» Material shown
-- Opening Marker --
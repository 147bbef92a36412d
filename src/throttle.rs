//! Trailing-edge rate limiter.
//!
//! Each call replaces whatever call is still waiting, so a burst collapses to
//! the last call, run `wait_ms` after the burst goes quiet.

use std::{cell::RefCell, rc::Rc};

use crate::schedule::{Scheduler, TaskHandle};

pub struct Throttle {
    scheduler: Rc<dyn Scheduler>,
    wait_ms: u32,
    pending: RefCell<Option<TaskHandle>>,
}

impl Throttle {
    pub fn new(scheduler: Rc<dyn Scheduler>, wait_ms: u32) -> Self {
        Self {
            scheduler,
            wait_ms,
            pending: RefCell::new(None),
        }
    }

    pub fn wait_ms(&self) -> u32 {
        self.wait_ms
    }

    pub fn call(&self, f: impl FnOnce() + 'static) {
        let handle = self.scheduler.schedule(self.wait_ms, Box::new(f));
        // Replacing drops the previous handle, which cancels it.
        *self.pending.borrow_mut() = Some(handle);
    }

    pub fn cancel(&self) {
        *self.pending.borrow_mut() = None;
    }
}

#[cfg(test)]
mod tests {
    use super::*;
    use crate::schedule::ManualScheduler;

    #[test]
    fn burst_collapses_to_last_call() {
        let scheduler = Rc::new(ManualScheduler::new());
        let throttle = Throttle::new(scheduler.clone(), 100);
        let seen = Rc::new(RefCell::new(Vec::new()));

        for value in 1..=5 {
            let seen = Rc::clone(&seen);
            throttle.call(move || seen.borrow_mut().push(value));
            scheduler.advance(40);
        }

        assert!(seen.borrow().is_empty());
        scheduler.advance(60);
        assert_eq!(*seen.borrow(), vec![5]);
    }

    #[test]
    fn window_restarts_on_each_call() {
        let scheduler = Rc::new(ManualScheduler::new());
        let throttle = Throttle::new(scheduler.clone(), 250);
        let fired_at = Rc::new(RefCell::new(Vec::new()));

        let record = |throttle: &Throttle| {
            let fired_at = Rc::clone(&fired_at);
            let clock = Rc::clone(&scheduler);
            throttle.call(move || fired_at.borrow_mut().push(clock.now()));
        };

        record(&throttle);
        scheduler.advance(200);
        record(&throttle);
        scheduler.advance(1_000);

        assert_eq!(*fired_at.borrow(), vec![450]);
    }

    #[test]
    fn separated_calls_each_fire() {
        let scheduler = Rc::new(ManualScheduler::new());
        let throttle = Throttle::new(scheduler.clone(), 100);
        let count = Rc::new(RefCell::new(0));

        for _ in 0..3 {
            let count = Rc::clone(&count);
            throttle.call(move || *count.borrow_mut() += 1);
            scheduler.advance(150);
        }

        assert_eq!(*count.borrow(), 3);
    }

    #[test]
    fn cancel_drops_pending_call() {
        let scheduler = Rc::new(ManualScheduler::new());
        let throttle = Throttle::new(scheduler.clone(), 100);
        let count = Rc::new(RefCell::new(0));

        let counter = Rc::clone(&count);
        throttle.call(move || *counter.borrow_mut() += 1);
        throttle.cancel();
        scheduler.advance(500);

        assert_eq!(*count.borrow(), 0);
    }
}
-- Closing Marker --
» Problem
Having read the material, transcribe all of it exactly.

» Response
repository 147bbef92a36412d
filename src/throttle.rs
//! Trailing-edge rate limiter.
//!
//! Each call replaces whatever call is still waiting, so a burst collapses to
//! the last call, run `wait_ms` after the burst goes quiet.

use std::{cell::RefCell, rc::Rc};

use crate::schedule::{Scheduler, TaskHandle};

pub struct Throttle {
    scheduler: Rc<dyn Scheduler>,
    wait_ms: u32,
    pending: RefCell<Option<TaskHandle>>,
}

impl Throttle {
    pub fn new(scheduler: Rc<dyn Scheduler>, wait_ms: u32) -> Self {
        Self {
            scheduler,
            wait_ms,
            pending: RefCell::new(None),
        }
    }

    pub fn wait_ms(&self) -> u32 {
        self.wait_ms
    }

    pub fn call(&self, f: impl FnOnce() + 'static) {
        let handle = self.scheduler.schedule(self.wait_ms, Box::new(f));
        // Replacing drops the previous handle, which cancels it.
        *self.pending.borrow_mut() = Some(handle);
    }

    pub fn cancel(&self) {
        *self.pending.borrow_mut() = None;
    }
}

#[cfg(test)]
mod tests {
    use super::*;
    use crate::schedule::ManualScheduler;

    #[test]
    fn burst_collapses_to_last_call() {
        let scheduler = Rc::new(ManualScheduler::new());
        let throttle = Throttle::new(scheduler.clone(), 100);
        let seen = Rc::new(RefCell::new(Vec::new()));

        for value in 1..=5 {
            let seen = Rc::clone(&seen);
            throttle.call(move || seen.borrow_mut().push(value));
            scheduler.advance(40);
        }

        assert!(seen.borrow().is_empty());
        scheduler.advance(60);
        assert_eq!(*seen.borrow(), vec![5]);
    }

    #[test]
    fn window_restarts_on_each_call() {
        let scheduler = Rc::new(ManualScheduler::new());
        let throttle = Throttle::new(scheduler.clone(), 250);
        let fired_at = Rc::new(RefCell::new(Vec::new()));

        let record = |throttle: &Throttle| {
            let fired_at = Rc::clone(&fired_at);
            let clock = Rc::clone(&scheduler);
            throttle.call(move || fired_at.borrow_mut().push(clock.now()));
        };

        record(&throttle);
        scheduler.advance(200);
        record(&throttle);
        scheduler.advance(1_000);

        assert_eq!(*fired_at.borrow(), vec![450]);
    }

    #[test]
    fn separated_calls_each_fire() {
        let scheduler = Rc::new(ManualScheduler::new());
        let throttle = Throttle::new(scheduler.clone(), 100);
        let count = Rc::new(RefCell::new(0));

        for _ in 0..3 {
            let count = Rc::clone(&count);
            throttle.call(move || *count.borrow_mut() += 1);
            scheduler.advance(150);
        }

        assert_eq!(*count.borrow(), 3);
    }

    #[test]
    fn cancel_drops_pending_call() {
        let scheduler = Rc::new(ManualScheduler::new());
        let throttle = Throttle::new(scheduler.clone(), 100);
        let count = Rc::new(RefCell::new(0));

        let counter = Rc::clone(&count);
        throttle.call(move || *counter.borrow_mut() += 1);
        throttle.cancel();
        scheduler.advance(500);

        assert_eq!(*count.borrow(), 0);
    }
}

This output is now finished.